### Work to be completed:
In your answer, every line of the records should be written out exactly.

Collected data:
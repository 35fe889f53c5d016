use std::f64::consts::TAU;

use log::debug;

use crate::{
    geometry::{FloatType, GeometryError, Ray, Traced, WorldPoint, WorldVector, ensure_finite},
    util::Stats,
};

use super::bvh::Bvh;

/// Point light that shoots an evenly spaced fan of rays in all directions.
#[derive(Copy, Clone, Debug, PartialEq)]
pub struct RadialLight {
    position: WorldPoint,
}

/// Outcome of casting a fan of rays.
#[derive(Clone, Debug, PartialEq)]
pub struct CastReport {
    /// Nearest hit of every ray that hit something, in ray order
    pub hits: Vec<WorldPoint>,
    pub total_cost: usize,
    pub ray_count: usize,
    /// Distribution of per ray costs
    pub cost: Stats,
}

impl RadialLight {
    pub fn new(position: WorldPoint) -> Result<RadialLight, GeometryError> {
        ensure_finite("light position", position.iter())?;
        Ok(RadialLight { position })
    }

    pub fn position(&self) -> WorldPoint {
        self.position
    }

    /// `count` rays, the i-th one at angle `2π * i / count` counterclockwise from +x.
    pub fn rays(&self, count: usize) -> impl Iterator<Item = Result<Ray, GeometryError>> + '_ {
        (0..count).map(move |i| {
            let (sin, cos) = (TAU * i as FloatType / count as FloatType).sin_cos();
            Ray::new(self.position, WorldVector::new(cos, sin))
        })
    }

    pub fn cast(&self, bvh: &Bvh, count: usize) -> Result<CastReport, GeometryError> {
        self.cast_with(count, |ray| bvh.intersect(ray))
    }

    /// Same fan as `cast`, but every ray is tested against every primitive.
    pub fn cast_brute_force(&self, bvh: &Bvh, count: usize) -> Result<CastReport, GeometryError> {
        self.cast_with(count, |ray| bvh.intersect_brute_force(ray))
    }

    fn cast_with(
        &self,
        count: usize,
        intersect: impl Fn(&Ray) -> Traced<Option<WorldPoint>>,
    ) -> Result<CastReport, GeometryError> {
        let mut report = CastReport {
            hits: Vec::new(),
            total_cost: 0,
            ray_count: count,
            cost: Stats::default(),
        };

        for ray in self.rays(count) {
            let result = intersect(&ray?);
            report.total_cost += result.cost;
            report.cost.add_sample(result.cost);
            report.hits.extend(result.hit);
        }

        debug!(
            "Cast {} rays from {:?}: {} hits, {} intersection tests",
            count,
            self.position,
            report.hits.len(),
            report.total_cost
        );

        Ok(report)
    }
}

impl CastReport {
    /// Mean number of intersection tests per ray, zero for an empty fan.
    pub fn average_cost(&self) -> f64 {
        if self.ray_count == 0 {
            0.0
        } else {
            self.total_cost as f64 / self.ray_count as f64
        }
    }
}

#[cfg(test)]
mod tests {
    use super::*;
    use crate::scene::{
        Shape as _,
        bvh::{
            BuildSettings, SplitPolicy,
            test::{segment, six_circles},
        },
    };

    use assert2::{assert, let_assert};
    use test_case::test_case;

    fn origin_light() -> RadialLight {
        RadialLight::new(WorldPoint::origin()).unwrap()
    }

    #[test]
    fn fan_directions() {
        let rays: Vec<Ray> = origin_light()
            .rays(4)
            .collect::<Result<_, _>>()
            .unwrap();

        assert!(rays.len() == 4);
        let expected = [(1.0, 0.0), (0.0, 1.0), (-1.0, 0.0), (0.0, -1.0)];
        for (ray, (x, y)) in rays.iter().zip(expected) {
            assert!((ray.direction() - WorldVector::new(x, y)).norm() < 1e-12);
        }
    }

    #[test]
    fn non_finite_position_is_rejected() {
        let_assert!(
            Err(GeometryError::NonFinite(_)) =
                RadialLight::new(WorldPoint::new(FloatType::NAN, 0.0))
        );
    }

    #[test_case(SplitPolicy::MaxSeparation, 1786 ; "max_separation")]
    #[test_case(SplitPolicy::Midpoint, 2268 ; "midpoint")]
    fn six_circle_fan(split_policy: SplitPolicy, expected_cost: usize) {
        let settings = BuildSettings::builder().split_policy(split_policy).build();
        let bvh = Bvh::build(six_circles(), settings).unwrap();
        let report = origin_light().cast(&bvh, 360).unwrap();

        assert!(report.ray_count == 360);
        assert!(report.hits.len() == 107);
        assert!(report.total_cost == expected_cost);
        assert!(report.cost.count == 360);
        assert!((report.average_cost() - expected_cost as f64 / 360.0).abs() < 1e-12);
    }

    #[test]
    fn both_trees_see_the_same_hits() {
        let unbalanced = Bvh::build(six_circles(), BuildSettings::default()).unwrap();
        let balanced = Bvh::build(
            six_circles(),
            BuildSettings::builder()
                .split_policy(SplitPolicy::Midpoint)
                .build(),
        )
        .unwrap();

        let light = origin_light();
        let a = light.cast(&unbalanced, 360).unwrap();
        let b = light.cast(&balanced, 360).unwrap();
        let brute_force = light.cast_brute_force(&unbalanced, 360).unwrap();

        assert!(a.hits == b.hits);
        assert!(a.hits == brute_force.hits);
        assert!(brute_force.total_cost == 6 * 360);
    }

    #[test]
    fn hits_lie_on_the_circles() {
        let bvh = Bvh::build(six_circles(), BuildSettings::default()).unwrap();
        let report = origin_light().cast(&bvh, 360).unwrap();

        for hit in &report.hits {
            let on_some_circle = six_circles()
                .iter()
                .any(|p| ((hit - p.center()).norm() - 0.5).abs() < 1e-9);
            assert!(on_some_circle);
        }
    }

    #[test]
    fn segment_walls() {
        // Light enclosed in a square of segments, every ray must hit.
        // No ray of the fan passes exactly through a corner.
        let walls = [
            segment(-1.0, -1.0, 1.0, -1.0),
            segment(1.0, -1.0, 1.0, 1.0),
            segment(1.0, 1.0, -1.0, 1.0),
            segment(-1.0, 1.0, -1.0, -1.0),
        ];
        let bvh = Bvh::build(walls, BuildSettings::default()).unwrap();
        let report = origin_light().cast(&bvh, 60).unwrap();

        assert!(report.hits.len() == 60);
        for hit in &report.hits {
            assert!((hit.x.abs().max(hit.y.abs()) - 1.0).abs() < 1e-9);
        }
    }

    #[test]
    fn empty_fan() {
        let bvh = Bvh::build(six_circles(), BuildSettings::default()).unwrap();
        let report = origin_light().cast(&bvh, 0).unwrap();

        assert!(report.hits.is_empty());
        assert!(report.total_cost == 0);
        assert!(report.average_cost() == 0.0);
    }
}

### Result of the task:
repository 35fe889f53c5d016
use std::f64::consts::TAU;

use log::debug;

use crate::{
    geometry::{FloatType, GeometryError, Ray, Traced, WorldPoint, WorldVector, ensure_finite},
    util::Stats,
};

use super::bvh::Bvh;

/// Point light that shoots an evenly spaced fan of rays in all directions.
#[derive(Copy, Clone, Debug, PartialEq)]
pub struct RadialLight {
    position: WorldPoint,
}

/// Outcome of casting a fan of rays.
#[derive(Clone, Debug, PartialEq)]
pub struct CastReport {
    /// Nearest hit of every ray that hit something, in ray order
    pub hits: Vec<WorldPoint>,
    pub total_cost: usize,
    pub ray_count: usize,
    /// Distribution of per ray costs
    pub cost: Stats,
}

impl RadialLight {
    pub fn new(position: WorldPoint) -> Result<RadialLight, GeometryError> {
        ensure_finite("light position", position.iter())?;
        Ok(RadialLight { position })
    }

    pub fn position(&self) -> WorldPoint {
        self.position
    }

    /// `count` rays, the i-th one at angle `2π * i / count` counterclockwise from +x.
    pub fn rays(&self, count: usize) -> impl Iterator<Item = Result<Ray, GeometryError>> + '_ {
        (0..count).map(move |i| {
            let (sin, cos) = (TAU * i as FloatType / count as FloatType).sin_cos();
            Ray::new(self.position, WorldVector::new(cos, sin))
        })
    }

    pub fn cast(&self, bvh: &Bvh, count: usize) -> Result<CastReport, GeometryError> {
        self.cast_with(count, |ray| bvh.intersect(ray))
    }

    /// Same fan as `cast`, but every ray is tested against every primitive.
    pub fn cast_brute_force(&self, bvh: &Bvh, count: usize) -> Result<CastReport, GeometryError> {
        self.cast_with(count, |ray| bvh.intersect_brute_force(ray))
    }

    fn cast_with(
        &self,
        count: usize,
        intersect: impl Fn(&Ray) -> Traced<Option<WorldPoint>>,
    ) -> Result<CastReport, GeometryError> {
        let mut report = CastReport {
            hits: Vec::new(),
            total_cost: 0,
            ray_count: count,
            cost: Stats::default(),
        };

        for ray in self.rays(count) {
            let result = intersect(&ray?);
            report.total_cost += result.cost;
            report.cost.add_sample(result.cost);
            report.hits.extend(result.hit);
        }

        debug!(
            "Cast {} rays from {:?}: {} hits, {} intersection tests",
            count,
            self.position,
            report.hits.len(),
            report.total_cost
        );

        Ok(report)
    }
}

impl CastReport {
    /// Mean number of intersection tests per ray, zero for an empty fan.
    pub fn average_cost(&self) -> f64 {
        if self.ray_count == 0 {
            0.0
        } else {
            self.total_cost as f64 / self.ray_count as f64
        }
    }
}

#[cfg(test)]
mod tests {
    use super::*;
    use crate::scene::{
        Shape as _,
        bvh::{
            BuildSettings, SplitPolicy,
            test::{segment, six_circles},
        },
    };

    use assert2::{assert, let_assert};
    use test_case::test_case;

    fn origin_light() -> RadialLight {
        RadialLight::new(WorldPoint::origin()).unwrap()
    }

    #[test]
    fn fan_directions() {
        let rays: Vec<Ray> = origin_light()
            .rays(4)
            .collect::<Result<_, _>>()
            .unwrap();

        assert!(rays.len() == 4);
        let expected = [(1.0, 0.0), (0.0, 1.0), (-1.0, 0.0), (0.0, -1.0)];
        for (ray, (x, y)) in rays.iter().zip(expected) {
            assert!((ray.direction() - WorldVector::new(x, y)).norm() < 1e-12);
        }
    }

    #[test]
    fn non_finite_position_is_rejected() {
        let_assert!(
            Err(GeometryError::NonFinite(_)) =
                RadialLight::new(WorldPoint::new(FloatType::NAN, 0.0))
        );
    }

    #[test_case(SplitPolicy::MaxSeparation, 1786 ; "max_separation")]
    #[test_case(SplitPolicy::Midpoint, 2268 ; "midpoint")]
    fn six_circle_fan(split_policy: SplitPolicy, expected_cost: usize) {
        let settings = BuildSettings::builder().split_policy(split_policy).build();
        let bvh = Bvh::build(six_circles(), settings).unwrap();
        let report = origin_light().cast(&bvh, 360).unwrap();

        assert!(report.ray_count == 360);
        assert!(report.hits.len() == 107);
        assert!(report.total_cost == expected_cost);
        assert!(report.cost.count == 360);
        assert!((report.average_cost() - expected_cost as f64 / 360.0).abs() < 1e-12);
    }

    #[test]
    fn both_trees_see_the_same_hits() {
        let unbalanced = Bvh::build(six_circles(), BuildSettings::default()).unwrap();
        let balanced = Bvh::build(
            six_circles(),
            BuildSettings::builder()
                .split_policy(SplitPolicy::Midpoint)
                .build(),
        )
        .unwrap();

        let light = origin_light();
        let a = light.cast(&unbalanced, 360).unwrap();
        let b = light.cast(&balanced, 360).unwrap();
        let brute_force = light.cast_brute_force(&unbalanced, 360).unwrap();

        assert!(a.hits == b.hits);
        assert!(a.hits == brute_force.hits);
        assert!(brute_force.total_cost == 6 * 360);
    }

    #[test]
    fn hits_lie_on_the_circles() {
        let bvh = Bvh::build(six_circles(), BuildSettings::default()).unwrap();
        let report = origin_light().cast(&bvh, 360).unwrap();

        for hit in &report.hits {
            let on_some_circle = six_circles()
                .iter()
                .any(|p| ((hit - p.center()).norm() - 0.5).abs() < 1e-9);
            assert!(on_some_circle);
        }
    }

    #[test]
    fn segment_walls() {
        // Light enclosed in a square of segments, every ray must hit.
        // No ray of the fan passes exactly through a corner.
        let walls = [
            segment(-1.0, -1.0, 1.0, -1.0),
            segment(1.0, -1.0, 1.0, 1.0),
            segment(1.0, 1.0, -1.0, 1.0),
            segment(-1.0, 1.0, -1.0, -1.0),
        ];
        let bvh = Bvh::build(walls, BuildSettings::default()).unwrap();
        let report = origin_light().cast(&bvh, 60).unwrap();

        assert!(report.hits.len() == 60);
        for hit in &report.hits {
            assert!((hit.x.abs().max(hit.y.abs()) - 1.0).abs() < 1e-9);
        }
    }

    #[test]
    fn empty_fan() {
        let bvh = Bvh::build(six_circles(), BuildSettings::default()).unwrap();
        let report = origin_light().cast(&bvh, 0).unwrap();

        assert!(report.hits.is_empty());
        assert!(report.total_cost == 0);
        assert!(report.average_cost() == 0.0);
    }
}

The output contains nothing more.